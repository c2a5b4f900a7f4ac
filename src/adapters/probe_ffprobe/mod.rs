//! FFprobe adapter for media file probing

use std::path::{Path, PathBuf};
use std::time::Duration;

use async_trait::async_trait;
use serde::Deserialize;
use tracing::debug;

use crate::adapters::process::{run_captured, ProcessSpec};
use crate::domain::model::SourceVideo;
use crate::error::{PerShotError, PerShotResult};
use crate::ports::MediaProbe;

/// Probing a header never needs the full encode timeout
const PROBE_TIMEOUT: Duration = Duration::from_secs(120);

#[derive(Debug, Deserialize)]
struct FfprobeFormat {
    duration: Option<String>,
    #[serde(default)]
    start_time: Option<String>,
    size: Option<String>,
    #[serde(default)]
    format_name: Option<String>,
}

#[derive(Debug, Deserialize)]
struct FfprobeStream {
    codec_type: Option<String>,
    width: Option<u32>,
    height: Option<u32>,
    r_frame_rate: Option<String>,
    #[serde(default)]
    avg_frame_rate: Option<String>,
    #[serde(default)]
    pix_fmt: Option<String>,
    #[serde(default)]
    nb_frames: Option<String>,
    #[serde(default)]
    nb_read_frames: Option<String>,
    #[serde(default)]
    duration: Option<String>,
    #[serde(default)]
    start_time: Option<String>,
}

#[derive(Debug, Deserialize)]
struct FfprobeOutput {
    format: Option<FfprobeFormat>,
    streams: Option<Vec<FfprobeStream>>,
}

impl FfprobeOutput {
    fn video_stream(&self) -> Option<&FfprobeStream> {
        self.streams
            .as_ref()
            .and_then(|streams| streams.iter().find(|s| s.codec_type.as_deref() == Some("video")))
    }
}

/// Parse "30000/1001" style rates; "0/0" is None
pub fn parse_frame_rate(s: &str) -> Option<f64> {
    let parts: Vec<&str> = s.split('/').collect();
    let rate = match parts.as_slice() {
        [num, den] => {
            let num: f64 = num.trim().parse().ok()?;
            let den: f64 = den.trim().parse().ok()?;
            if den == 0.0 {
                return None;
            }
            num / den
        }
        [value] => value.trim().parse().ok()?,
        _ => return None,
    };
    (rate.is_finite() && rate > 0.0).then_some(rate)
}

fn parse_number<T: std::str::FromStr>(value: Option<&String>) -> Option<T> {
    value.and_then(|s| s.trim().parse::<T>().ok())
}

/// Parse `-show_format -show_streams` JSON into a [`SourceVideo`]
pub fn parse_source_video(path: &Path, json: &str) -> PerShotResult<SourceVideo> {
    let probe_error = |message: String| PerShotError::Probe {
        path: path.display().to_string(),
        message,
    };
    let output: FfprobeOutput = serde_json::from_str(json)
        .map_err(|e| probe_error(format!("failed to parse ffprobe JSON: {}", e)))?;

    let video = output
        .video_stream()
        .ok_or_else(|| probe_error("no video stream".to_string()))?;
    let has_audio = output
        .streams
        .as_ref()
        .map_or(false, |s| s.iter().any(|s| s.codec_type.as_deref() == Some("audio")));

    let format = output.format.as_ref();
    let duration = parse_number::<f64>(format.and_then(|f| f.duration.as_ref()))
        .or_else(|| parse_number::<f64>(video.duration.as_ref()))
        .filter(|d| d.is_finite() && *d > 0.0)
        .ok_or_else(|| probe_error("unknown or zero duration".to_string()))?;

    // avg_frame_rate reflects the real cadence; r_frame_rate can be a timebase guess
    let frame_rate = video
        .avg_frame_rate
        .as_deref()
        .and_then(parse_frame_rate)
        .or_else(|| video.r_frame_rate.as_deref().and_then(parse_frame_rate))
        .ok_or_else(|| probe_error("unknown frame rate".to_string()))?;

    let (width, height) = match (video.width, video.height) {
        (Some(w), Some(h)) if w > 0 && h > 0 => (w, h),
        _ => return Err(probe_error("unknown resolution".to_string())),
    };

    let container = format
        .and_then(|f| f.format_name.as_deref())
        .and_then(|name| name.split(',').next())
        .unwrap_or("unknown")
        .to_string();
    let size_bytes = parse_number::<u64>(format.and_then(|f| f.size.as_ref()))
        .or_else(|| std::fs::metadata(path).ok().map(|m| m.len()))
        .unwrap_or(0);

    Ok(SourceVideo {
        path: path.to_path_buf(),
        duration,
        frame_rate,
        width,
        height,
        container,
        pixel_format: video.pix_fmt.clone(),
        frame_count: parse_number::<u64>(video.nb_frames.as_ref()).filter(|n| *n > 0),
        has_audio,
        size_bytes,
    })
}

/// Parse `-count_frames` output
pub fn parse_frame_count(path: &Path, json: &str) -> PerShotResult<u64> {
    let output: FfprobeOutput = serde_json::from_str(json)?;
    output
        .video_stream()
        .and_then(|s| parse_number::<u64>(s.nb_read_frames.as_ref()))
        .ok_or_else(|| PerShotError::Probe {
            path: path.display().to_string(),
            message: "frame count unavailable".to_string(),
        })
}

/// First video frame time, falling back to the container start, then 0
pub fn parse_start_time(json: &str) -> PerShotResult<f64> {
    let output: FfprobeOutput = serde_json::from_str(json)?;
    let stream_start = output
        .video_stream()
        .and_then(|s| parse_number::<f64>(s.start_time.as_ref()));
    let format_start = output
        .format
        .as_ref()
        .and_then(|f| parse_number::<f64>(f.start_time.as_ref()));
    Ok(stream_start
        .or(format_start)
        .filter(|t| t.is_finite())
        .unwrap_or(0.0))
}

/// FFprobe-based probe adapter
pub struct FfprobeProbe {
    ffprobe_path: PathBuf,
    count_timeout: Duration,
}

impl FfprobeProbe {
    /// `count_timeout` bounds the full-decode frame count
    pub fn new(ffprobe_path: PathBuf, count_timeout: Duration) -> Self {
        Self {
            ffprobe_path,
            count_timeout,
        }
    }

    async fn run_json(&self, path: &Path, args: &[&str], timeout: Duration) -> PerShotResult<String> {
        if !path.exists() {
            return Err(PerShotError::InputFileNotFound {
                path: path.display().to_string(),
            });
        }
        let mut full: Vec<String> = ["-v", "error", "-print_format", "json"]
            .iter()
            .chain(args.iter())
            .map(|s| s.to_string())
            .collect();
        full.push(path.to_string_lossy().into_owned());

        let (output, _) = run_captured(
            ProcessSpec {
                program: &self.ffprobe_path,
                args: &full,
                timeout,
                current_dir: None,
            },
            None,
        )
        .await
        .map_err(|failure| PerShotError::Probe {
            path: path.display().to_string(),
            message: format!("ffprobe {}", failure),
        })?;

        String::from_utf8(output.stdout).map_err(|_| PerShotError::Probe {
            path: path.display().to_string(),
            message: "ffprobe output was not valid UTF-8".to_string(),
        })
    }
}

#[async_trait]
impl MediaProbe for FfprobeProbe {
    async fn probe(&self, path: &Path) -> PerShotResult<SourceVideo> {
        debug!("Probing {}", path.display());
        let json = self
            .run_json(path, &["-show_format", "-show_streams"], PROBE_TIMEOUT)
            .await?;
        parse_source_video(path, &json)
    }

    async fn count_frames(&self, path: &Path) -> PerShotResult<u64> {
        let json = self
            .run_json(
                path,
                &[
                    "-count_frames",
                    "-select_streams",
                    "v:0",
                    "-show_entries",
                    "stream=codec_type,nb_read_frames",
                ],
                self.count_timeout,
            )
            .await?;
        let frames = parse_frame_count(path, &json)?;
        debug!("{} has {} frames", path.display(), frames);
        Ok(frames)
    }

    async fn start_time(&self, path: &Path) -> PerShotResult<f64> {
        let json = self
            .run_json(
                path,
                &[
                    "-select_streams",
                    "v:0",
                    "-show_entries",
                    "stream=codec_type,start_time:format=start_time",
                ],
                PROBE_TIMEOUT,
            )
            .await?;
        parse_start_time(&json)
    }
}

....................

## Brief
Search the listing above for the string "args" and return each line it appears on.

## Result below
    async fn run_json(&self, path: &Path, args: &[&str], timeout: Duration) -> PerShotResult<String> {
            .chain(args.iter())
                args: &full,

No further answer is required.